* **WHAT THIS TASK INVOLVES**
Starting at the line that contains "The core free-list" and ending at the line that contains "fn allocator(device: Arc<MockDevice>, sizes: AllocationSizes)", the lines below are to be given again exactly, with nothing added.

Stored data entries

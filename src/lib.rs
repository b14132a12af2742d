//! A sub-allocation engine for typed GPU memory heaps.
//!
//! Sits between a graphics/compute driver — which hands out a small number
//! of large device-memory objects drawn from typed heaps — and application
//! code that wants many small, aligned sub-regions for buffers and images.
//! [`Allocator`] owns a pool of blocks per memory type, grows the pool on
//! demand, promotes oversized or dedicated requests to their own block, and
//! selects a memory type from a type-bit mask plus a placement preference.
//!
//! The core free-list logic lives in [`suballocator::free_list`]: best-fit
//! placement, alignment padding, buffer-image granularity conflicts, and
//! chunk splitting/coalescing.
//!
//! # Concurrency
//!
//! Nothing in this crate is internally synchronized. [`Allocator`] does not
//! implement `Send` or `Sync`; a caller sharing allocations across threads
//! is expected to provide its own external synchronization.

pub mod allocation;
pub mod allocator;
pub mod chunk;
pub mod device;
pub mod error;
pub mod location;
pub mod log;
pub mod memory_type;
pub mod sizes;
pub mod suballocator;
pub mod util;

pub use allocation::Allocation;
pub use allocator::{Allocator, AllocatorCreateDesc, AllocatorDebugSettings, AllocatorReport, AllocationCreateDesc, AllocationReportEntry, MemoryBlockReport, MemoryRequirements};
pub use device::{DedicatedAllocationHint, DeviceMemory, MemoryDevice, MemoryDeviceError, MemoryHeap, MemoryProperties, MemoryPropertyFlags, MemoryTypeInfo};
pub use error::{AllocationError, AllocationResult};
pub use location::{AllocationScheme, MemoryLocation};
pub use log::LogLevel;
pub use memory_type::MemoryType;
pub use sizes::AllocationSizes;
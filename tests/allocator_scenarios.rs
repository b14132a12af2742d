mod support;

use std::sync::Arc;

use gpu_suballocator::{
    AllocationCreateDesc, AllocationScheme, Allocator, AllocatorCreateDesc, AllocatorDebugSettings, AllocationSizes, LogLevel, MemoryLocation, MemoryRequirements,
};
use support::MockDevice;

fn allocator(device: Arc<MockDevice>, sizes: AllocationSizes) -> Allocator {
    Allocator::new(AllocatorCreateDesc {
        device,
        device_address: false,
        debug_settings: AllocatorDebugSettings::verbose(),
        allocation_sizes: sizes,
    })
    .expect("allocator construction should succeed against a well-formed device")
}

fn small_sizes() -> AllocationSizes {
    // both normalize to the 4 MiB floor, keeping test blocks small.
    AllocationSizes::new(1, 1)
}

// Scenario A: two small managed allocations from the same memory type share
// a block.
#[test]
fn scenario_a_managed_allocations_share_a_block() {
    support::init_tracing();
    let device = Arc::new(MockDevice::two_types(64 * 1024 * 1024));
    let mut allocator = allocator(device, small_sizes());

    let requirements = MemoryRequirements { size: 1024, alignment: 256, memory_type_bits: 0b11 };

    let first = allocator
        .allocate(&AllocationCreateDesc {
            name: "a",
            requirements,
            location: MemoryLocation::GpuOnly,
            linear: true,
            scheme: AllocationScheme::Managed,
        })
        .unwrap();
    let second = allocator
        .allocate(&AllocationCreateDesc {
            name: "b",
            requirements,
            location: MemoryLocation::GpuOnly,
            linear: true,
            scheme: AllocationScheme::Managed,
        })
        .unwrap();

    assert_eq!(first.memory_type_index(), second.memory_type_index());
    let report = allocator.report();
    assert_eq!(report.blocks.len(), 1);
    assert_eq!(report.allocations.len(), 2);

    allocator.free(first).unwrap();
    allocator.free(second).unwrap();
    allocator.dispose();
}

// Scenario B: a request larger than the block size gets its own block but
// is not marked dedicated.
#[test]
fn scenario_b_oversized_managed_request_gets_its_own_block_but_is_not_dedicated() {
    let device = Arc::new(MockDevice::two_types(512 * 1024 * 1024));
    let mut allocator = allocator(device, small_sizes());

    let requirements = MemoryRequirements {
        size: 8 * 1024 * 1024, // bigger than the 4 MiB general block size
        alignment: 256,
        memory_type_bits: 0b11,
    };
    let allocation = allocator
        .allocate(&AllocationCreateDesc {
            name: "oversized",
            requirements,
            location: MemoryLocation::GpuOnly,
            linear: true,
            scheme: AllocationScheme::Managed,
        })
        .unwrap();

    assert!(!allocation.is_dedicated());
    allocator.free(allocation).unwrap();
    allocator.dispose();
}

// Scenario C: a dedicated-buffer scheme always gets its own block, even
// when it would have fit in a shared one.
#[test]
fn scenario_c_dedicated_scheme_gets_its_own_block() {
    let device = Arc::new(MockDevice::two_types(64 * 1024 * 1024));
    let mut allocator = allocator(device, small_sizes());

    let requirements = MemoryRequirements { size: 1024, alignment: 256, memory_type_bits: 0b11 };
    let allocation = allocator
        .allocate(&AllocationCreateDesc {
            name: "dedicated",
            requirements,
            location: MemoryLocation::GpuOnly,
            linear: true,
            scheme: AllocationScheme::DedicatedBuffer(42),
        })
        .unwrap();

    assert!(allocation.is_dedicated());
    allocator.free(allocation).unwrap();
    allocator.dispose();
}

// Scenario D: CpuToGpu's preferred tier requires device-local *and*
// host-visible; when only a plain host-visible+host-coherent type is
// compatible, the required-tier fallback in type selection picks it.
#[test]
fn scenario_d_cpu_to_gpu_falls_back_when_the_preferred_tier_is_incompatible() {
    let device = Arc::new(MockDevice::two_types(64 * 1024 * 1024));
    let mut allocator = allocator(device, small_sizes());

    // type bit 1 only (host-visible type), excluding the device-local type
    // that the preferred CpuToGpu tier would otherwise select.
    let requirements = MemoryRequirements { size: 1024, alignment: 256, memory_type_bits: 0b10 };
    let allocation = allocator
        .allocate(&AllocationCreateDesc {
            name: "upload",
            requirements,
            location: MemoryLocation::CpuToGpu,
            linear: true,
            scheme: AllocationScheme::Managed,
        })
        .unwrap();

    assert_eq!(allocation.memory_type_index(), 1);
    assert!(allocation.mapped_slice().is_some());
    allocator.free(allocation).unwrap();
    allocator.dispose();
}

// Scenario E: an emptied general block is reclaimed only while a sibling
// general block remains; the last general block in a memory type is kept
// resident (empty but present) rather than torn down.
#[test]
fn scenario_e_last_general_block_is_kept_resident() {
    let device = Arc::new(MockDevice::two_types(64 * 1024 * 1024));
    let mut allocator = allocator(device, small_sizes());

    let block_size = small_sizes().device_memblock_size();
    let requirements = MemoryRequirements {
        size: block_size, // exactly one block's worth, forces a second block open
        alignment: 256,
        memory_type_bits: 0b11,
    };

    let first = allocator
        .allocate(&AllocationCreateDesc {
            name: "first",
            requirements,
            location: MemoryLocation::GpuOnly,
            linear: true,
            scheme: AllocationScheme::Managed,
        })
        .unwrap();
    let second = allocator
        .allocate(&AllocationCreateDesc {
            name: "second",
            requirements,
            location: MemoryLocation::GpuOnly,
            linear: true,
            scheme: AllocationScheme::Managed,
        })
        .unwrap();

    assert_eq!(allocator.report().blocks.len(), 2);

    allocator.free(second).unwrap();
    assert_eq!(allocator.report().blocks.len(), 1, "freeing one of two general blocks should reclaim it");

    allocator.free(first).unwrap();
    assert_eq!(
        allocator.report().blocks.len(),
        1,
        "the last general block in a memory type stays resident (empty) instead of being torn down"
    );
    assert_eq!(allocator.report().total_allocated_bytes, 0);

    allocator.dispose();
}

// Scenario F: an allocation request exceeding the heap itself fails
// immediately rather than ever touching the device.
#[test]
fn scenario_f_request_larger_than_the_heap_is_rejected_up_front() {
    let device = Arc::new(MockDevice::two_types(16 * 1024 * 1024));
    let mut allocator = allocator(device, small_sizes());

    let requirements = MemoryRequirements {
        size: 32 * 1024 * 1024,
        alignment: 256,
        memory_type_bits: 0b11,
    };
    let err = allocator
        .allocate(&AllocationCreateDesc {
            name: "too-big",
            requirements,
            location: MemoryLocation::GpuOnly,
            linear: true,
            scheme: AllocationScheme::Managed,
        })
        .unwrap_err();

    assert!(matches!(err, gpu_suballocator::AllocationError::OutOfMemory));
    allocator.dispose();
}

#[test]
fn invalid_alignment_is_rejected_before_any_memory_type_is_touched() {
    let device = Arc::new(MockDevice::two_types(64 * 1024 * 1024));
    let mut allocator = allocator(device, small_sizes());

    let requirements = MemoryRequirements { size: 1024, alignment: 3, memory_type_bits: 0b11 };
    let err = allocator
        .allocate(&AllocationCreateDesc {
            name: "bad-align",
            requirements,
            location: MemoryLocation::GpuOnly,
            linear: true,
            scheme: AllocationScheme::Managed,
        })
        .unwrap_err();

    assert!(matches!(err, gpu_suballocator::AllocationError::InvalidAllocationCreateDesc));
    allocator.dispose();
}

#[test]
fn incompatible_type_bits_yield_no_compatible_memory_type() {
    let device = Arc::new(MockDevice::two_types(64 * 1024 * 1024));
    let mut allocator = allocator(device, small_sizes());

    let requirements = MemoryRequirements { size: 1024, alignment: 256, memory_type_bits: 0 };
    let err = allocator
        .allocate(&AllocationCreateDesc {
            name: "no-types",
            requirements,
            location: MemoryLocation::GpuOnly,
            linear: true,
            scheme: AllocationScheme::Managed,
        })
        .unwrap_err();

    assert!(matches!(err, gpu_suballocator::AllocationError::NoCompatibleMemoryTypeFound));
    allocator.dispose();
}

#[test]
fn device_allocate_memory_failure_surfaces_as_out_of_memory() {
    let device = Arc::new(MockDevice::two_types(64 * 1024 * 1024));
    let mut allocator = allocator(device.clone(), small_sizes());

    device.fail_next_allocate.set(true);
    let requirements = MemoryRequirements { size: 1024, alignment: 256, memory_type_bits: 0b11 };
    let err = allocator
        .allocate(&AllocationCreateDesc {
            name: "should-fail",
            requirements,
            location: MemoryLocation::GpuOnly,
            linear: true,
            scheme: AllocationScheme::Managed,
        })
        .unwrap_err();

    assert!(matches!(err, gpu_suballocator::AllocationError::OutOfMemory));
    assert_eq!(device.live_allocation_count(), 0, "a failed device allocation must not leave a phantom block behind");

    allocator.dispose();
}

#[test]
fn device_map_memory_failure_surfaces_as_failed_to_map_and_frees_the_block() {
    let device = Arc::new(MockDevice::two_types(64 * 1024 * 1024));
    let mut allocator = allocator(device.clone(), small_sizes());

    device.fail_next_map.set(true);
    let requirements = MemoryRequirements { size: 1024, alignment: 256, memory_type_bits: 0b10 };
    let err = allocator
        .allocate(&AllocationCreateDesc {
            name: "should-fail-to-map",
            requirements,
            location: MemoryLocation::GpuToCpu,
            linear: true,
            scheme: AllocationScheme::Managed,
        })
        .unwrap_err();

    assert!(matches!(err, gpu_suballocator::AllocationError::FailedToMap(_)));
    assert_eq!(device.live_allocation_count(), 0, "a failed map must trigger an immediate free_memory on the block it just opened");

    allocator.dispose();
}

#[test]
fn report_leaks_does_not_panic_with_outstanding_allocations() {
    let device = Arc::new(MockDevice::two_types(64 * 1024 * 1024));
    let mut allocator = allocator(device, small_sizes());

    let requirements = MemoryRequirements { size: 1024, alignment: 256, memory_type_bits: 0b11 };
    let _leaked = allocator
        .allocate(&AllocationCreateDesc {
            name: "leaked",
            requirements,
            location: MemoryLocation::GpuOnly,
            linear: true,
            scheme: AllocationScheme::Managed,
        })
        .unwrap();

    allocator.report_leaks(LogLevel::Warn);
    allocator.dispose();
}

* **COMPLETED TASK**
//! The core free-list logic lives in [`suballocator::free_list`]: best-fit
//! placement, alignment padding, buffer-image granularity conflicts, and
//! chunk splitting/coalescing.
//!
//! # Concurrency
//!
//! Nothing in this crate is internally synchronized. [`Allocator`] does not
//! implement `Send` or `Sync`; a caller sharing allocations across threads
//! is expected to provide its own external synchronization.

pub mod allocation;
pub mod allocator;
pub mod chunk;
pub mod device;
pub mod error;
pub mod location;
pub mod log;
pub mod memory_type;
pub mod sizes;
pub mod suballocator;
pub mod util;

pub use allocation::Allocation;
pub use allocator::{Allocator, AllocatorCreateDesc, AllocatorDebugSettings, AllocatorReport, AllocationCreateDesc, AllocationReportEntry, MemoryBlockReport, MemoryRequirements};
pub use device::{DedicatedAllocationHint, DeviceMemory, MemoryDevice, MemoryDeviceError, MemoryHeap, MemoryProperties, MemoryPropertyFlags, MemoryTypeInfo};
pub use error::{AllocationError, AllocationResult};
pub use location::{AllocationScheme, MemoryLocation};
pub use log::LogLevel;
pub use memory_type::MemoryType;
pub use sizes::AllocationSizes;
filename tests/allocator_scenarios.rs
repository b14132a12af2742d
mod support;

use std::sync::Arc;

use gpu_suballocator::{
    AllocationCreateDesc, AllocationScheme, Allocator, AllocatorCreateDesc, AllocatorDebugSettings, AllocationSizes, LogLevel, MemoryLocation, MemoryRequirements,
};
use support::MockDevice;

fn allocator(device: Arc<MockDevice>, sizes: AllocationSizes) -> Allocator {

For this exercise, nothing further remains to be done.